The Centrality of the Gospel in Preaching 10

The Apostle Paul wrote, “For I am not ashamed of the gospel” (Romans 1:16, ESV). The Greek word for “ashamed” is ἐπαισχύνομαι / epaischynomai. The believer is presently and personally to delight in the gospel and never be ashamed of it. To be ashamed of the gospel would be to view it dubiously, doubtfully, with uncertainty as to its truthfulness or embarrassed regarding its content.

Why would anyone consider being ashamed of the gospel? Dr. Warren Wiersbe comments:

What a testimony: “I am debtor! I am eager! I am not ashamed!” Why would Paul even be tempted to be ashamed of the Gospel as he contemplated his trip to Rome? For one thing, the Gospel was identified with a poor Jewish carpenter who was crucified. The Romans had no special appreciation for the Jews, and crucifixion was the lowest form of execution given a criminal. Why put your faith in a Jew who was crucified?

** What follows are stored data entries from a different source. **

//! Upsampling decoder shared by every reconstruction path.

use candle_core::{Module, Result, Tensor};
use candle_nn::{conv1d, Conv1d, Conv1dConfig, VarBuilder};
use viewbody_core::Error;

use crate::activation::Activation;
use crate::ops::reflect_pad1d;

/// Configuration for the decoder
#[derive(Debug, Clone)]
pub struct DecoderConfig {
    /// Channel widths at each block boundary, latent first
    pub channels: Vec<usize>,
    /// Convolution kernel size
    pub kernel_size: usize,
    /// Activation name (lrelu, relu, tanh)
    pub activation: String,
}

impl Default for DecoderConfig {
    fn default() -> Self {
        Self {
            channels: Vec::new(),
            kernel_size: 7,
            activation: "lrelu".to_string(),
        }
    }
}

impl DecoderConfig {
    pub fn new(channels: Vec<usize>) -> Self {
        Self {
            channels,
            ..Default::default()
        }
    }

    pub fn with_kernel_size(mut self, kernel_size: usize) -> Self {
        self.kernel_size = kernel_size;
        self
    }

    pub fn with_activation(mut self, activation: impl Into<String>) -> Self {
        self.activation = activation.into();
        self
    }
}

/// Stack of nearest-neighbour x2 upsample + reflect pad + convolution blocks.
///
/// Every block but the last is followed by the activation; the last
/// convolution is the raw output.
pub struct Decoder {
    convs: Vec<Conv1d>,
    pad: usize,
    activation: Activation,
    config: DecoderConfig,
}

impl Decoder {
    pub fn new(config: DecoderConfig, vb: VarBuilder) -> viewbody_core::Result<Self> {
        let activation: Activation = config.activation.parse()?;

        if config.channels.len() < 2 {
            return Err(Error::Config(format!(
                "decoder needs at least two channel widths, got {:?}",
                config.channels
            )));
        }
        if config.kernel_size == 0 {
            return Err(Error::Config("decoder kernel_size must be positive".into()));
        }

        let conv_config = Conv1dConfig {
            padding: 0,
            stride: 1,
            ..Default::default()
        };

        let mut convs = Vec::with_capacity(config.channels.len() - 1);
        for (i, pair) in config.channels.windows(2).enumerate() {
            convs.push(conv1d(
                pair[0],
                pair[1],
                config.kernel_size,
                conv_config,
                vb.pp(format!("conv_{}", i)),
            )?);
        }

        tracing::debug!(
            channels = ?config.channels,
            kernel_size = config.kernel_size,
            "built decoder"
        );

        Ok(Self {
            convs,
            pad: (config.kernel_size - 1) / 2,
            activation,
            config,
        })
    }

    /// Decode a `(batch, latent_channels, time)` tensor into
    /// `(batch, out_channels, time * 2^L)`.
    pub fn forward(&self, x: &Tensor) -> Result<Tensor> {
        let last = self.convs.len() - 1;
        let mut x = x.clone();
        for (i, conv) in self.convs.iter().enumerate() {
            let (_, _, t) = x.dims3()?;
            x = x.upsample_nearest1d(t * 2)?;
            x = reflect_pad1d(&x, self.pad)?;
            x = conv.forward(&x)?;
            if i != last {
                x = self.activation.forward(&x)?;
            }
        }
        Ok(x)
    }

    /// Output time length for a latent of `input_len` samples
    pub fn output_len(&self, input_len: usize) -> usize {
        let k = self.config.kernel_size;
        let mut t = input_len;
        for _ in &self.convs {
            t = t * 2 + 2 * self.pad + 1 - k;
        }
        t
    }

    pub fn num_layers(&self) -> usize {
        self.convs.len()
    }

    pub fn in_channels(&self) -> usize {
        self.config.channels[0]
    }

    pub fn out_channels(&self) -> usize {
        self.config.channels[self.config.channels.len() - 1]
    }

    pub fn config(&self) -> &DecoderConfig {
        &self.config
    }
}

#[cfg(test)]
mod tests {
    use super::*;
    use candle_core::{DType, Device};
    use candle_nn::VarMap;

    fn build(config: DecoderConfig, varmap: &VarMap) -> Result<Decoder> {
        let vb = VarBuilder::from_varmap(varmap, DType::F32, &Device::Cpu);
        Decoder::new(config, vb).map_err(|e| candle_core::Error::Msg(e.to_string()))
    }

    #[test]
    fn test_decoder_shapes() -> Result<()> {
        let varmap = VarMap::new();
        let decoder = build(DecoderConfig::new(vec![256, 128, 64, 32]), &varmap)?;

        for t in [2, 8, 13] {
            let x = Tensor::randn(0f32, 1f32, (2, 256, t), &Device::Cpu)?;
            let out = decoder.forward(&x)?;
            assert_eq!(out.dims(), &[2, 32, t * 8]);
            assert_eq!(decoder.output_len(t), t * 8);
        }
        Ok(())
    }

    #[test]
    fn test_last_block_has_no_activation() -> Result<()> {
        // A relu after the last block would clamp every output to >= 0.
        let varmap = VarMap::new();
        let decoder = build(
            DecoderConfig::new(vec![8, 8, 4]).with_activation("relu"),
            &varmap,
        )?;

        let x = Tensor::randn(0f32, 1f32, (4, 8, 8), &Device::Cpu)?;
        let out = decoder.forward(&x)?;
        let min = out.flatten_all()?.min(0)?.to_scalar::<f32>()?;
        assert!(min < 0.0);
        Ok(())
    }

    #[test]
    fn test_unknown_activation() {
        let varmap = VarMap::new();
        let vb = VarBuilder::from_varmap(&varmap, DType::F32, &Device::Cpu);
        let config = DecoderConfig::new(vec![16, 8]).with_activation("sigmoid");

        assert!(matches!(
            Decoder::new(config, vb),
            Err(Error::UnknownActivation(_))
        ));
    }
}
//! Time-axis helpers for `(batch, channel, time)` tensors that candle does not
//! ship as layers.

use candle_core::{bail, Result, Tensor};

/// Reflect-pad the time axis by `pad` samples on both sides.
///
/// The mirror excludes the edge sample itself, so `[a, b, c, d]` padded by 2
/// becomes `[c, b, a, b, c, d, c, b]`. The result is always contiguous.
pub fn reflect_pad1d(x: &Tensor, pad: usize) -> Result<Tensor> {
    let x = x.contiguous()?;
    if pad == 0 {
        return Ok(x);
    }
    let (_, _, t) = x.dims3()?;
    if pad >= t {
        bail!("reflect padding {} requires time length > {}, got {}", pad, pad, t);
    }

    let mut idx: Vec<u32> = Vec::with_capacity(t + 2 * pad);
    idx.extend((1..=pad).rev().map(|i| i as u32));
    idx.extend((0..t).map(|i| i as u32));
    idx.extend((t - 1 - pad..t - 1).rev().map(|i| i as u32));

    let len = idx.len();
    let idx = Tensor::from_vec(idx, len, x.device())?;
    x.index_select(&idx, 2)
}

/// Non-overlapping max-pool over time with window and stride 2. A trailing
/// odd sample is dropped.
pub fn max_pool1d(x: &Tensor) -> Result<Tensor> {
    let (_, _, t) = x.dims3()?;
    if t < 2 {
        bail!("max-pool of window 2 requires time length >= 2, got {}", t);
    }
    x.unsqueeze(2)?
        .max_pool2d_with_stride((1, 2), (1, 2))?
        .squeeze(2)
}

/// Collapse the whole time axis to a single sample per channel.
pub fn global_max_pool1d(x: &Tensor) -> Result<Tensor> {
    x.max_keepdim(2)
}

/// Repeat a length-1 time axis `len` times.
pub fn repeat_time(x: &Tensor, len: usize) -> Result<Tensor> {
    let (_, _, t) = x.dims3()?;
    if t != 1 {
        bail!("only a length-1 time axis can be repeated, got length {}", t);
    }
    x.repeat((1, 1, len))
}

#[cfg(test)]
mod tests {
    use super::*;
    use candle_core::Device;

    fn ramp(t: usize) -> Result<Tensor> {
        Tensor::arange(0f32, t as f32, &Device::Cpu)?.reshape((1, 1, t))
    }

    #[test]
    fn test_reflect_pad_values() -> Result<()> {
        let x = ramp(4)?;
        let padded = reflect_pad1d(&x, 2)?;

        assert_eq!(padded.dims(), &[1, 1, 8]);
        assert_eq!(
            padded.flatten_all()?.to_vec1::<f32>()?,
            vec![2.0, 1.0, 0.0, 1.0, 2.0, 3.0, 2.0, 1.0]
        );
        Ok(())
    }

    #[test]
    fn test_reflect_pad_zero_is_identity() -> Result<()> {
        let x = ramp(5)?;
        let padded = reflect_pad1d(&x, 0)?;
        assert_eq!(padded.flatten_all()?.to_vec1::<f32>()?, vec![0.0, 1.0, 2.0, 3.0, 4.0]);
        Ok(())
    }

    #[test]
    fn test_reflect_pad_too_short() -> Result<()> {
        let x = ramp(3)?;
        assert!(reflect_pad1d(&x, 3).is_err());
        Ok(())
    }

    #[test]
    fn test_max_pool_halves_time() -> Result<()> {
        let x = ramp(5)?;
        let pooled = max_pool1d(&x)?;

        assert_eq!(pooled.dims(), &[1, 1, 2]);
        assert_eq!(pooled.flatten_all()?.to_vec1::<f32>()?, vec![1.0, 3.0]);
        Ok(())
    }

    #[test]
    fn test_global_max_pool_and_repeat() -> Result<()> {
        let x = Tensor::new(&[[[1f32, 5.0, 2.0], [-3.0, -1.0, -2.0]]], &Device::Cpu)?;
        let pooled = global_max_pool1d(&x)?;
        assert_eq!(pooled.dims(), &[1, 2, 1]);

        let repeated = repeat_time(&pooled, 4)?;
        assert_eq!(
            repeated.to_vec3::<f32>()?,
            vec![vec![vec![5.0; 4], vec![-1.0; 4]]]
        );
        Ok(())
    }
}
//! Inference engine owning the device, parameters and model.

use std::path::Path;
use std::time::Instant;

use candle_core::{DType, Device, Tensor};
use candle_nn::{VarBuilder, VarMap};
use serde::{Deserialize, Serialize};
use viewbody_core::{Error, ModelConfig, Result};

use crate::model::{AutoEncoder, CrossReconstruction};

/// Inference engine configuration
#[derive(Debug, Clone, Default, Serialize, Deserialize)]
pub struct InferenceConfig {
    /// Model configuration
    pub model: ModelConfig,
    /// Device to run inference on
    pub device: DeviceType,
}

#[derive(Debug, Clone, Copy, Default, PartialEq, Eq, Serialize, Deserialize)]
pub enum DeviceType {
    #[default]
    Cpu,
    Cuda(usize),
    Metal,
}

/// Autoencoder bound to a device and its parameter store
pub struct InferenceEngine {
    model: AutoEncoder,
    device: Device,
    varmap: Option<VarMap>,
    config: InferenceConfig,
}

impl InferenceEngine {
    /// Create an engine with freshly initialized weights.
    ///
    /// The parameters stay reachable through [`InferenceEngine::varmap`] so an
    /// external trainer can optimize them.
    pub fn new_random(config: InferenceConfig) -> Result<Self> {
        let device = Self::get_device(config.device)?;
        let varmap = VarMap::new();
        let vb = VarBuilder::from_varmap(&varmap, DType::F32, &device);

        let model = AutoEncoder::new(config.model.clone(), vb)?;
        tracing::info!(
            device = ?config.device,
            parameters = varmap.all_vars().len(),
            "initialized autoencoder with random weights"
        );

        Ok(Self {
            model,
            device,
            varmap: Some(varmap),
            config,
        })
    }

    /// Load model weights from safetensors files
    pub fn load<P: AsRef<Path>>(paths: &[P], config: InferenceConfig) -> Result<Self> {
        let device = Self::get_device(config.device)?;

        let vb = unsafe { VarBuilder::from_mmaped_safetensors(paths, DType::F32, &device) }
            .map_err(|e| Error::ModelLoad(e.to_string()))?;

        let model = AutoEncoder::new(config.model.clone(), vb)?;
        tracing::info!(
            device = ?config.device,
            files = paths.len(),
            "loaded autoencoder weights"
        );

        Ok(Self {
            model,
            device,
            varmap: None,
            config,
        })
    }

    fn get_device(device_type: DeviceType) -> Result<Device> {
        let device = match device_type {
            DeviceType::Cpu => Device::Cpu,
            DeviceType::Cuda(ordinal) => Device::new_cuda(ordinal)?,
            DeviceType::Metal => Device::new_metal(0)?,
        };
        Ok(device)
    }

    /// Wrap a row-major `(batch, channels, time)` buffer as an input tensor
    pub fn input_from_vec(&self, data: Vec<f32>, batch: usize, time: usize) -> Result<Tensor> {
        let channels = self.config.model.input_channels();
        let expected = batch * channels * time;
        if data.len() != expected {
            return Err(Error::InvalidInput(format!(
                "buffer of {} values does not fill ({}, {}, {})",
                data.len(),
                batch,
                channels,
                time
            )));
        }
        Ok(Tensor::from_vec(data, (batch, channels, time), &self.device)?)
    }

    /// Self-reconstruction of `x`
    pub fn reconstruct(&self, x: &Tensor) -> Result<Tensor> {
        let start = Instant::now();
        let out = self.model.forward(x)?;
        tracing::debug!(
            shape = ?x.dims(),
            latency_ms = start.elapsed().as_secs_f64() * 1e3,
            "reconstruct"
        );
        Ok(out)
    }

    /// Self- and cross-reconstructions of a pair
    pub fn cross(&self, x1: &Tensor, x2: &Tensor) -> Result<CrossReconstruction> {
        let start = Instant::now();
        let out = self.model.cross(x1, x2)?;
        tracing::debug!(
            shape = ?x1.dims(),
            latency_ms = start.elapsed().as_secs_f64() * 1e3,
            "cross"
        );
        Ok(out)
    }

    /// Motion of `x1` with the body of `x2`
    pub fn transfer(&self, x1: &Tensor, x2: &Tensor) -> Result<Tensor> {
        let start = Instant::now();
        let out = self.model.transfer(x1, x2)?;
        tracing::debug!(
            shape = ?x1.dims(),
            latency_ms = start.elapsed().as_secs_f64() * 1e3,
            "transfer"
        );
        Ok(out)
    }

    /// Trainable parameters, when the engine was created with random weights
    pub fn varmap(&self) -> Option<&VarMap> {
        self.varmap.as_ref()
    }

    pub fn model(&self) -> &AutoEncoder {
        &self.model
    }

    pub fn device(&self) -> &Device {
        &self.device
    }

    pub fn config(&self) -> &InferenceConfig {
        &self.config
    }
}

Rome was a proud city, and the Gospel came from Jerusalem, the capital city of one of the little nations that Rome had conquered. The Christians in that day were not among the elite of society; they were common people and even slaves. Rome had known many great philosophers and philosophies; why pay any attention to a fable about a Jew who arose from the dead (1 Cor. 1:18–25)? Christians looked on each other as brothers and sisters, all one in Christ, which went against the grain of Roman pride and dignity. To think of a little Jewish tentmaker, going to Rome to preach such a message, is almost humorous. But Paul was not ashamed of the Gospel. He had confidence in his message. (The Bible Exposition Commentary, Romans 1:16).

As another scholar has written, “This language implies that it required some courage to bring to “the mistress of the world” what “to the Jews was a stumbling-block and to the Greeks foolishness” (1Corinthians 1:23). But its inherent glory, as God’s life-giving message to a dying world, so filled his soul, that, like his blessed Master, he “despised the shame” (A Commentary, Critical and Explanatory, on the Old and New Testaments. Logos Research Systems, Inc., 1997, S. Romans 1:16).

Secondly, the reason Paul gives as to why he was not ashamed of the holiness, virgin birth, sinless life, substitutionary death, burial, and bodily resurrection of Jesus Christ was because the gospel “is the power of God for salvation to everyone who believes, to the Jew first and also to the Greek” (Romans 1.16, ESV).

The church must remember the gospel is the power of God. The gospel evidences and contains God’s inherent power, virtue and nature. The gospel is mighty. God’s power, virtue, excellent nature and might are thereby reflected in the very essence of not only the gospel’s message but its ability to change people’s lives. This is why the gospel must be central in preaching.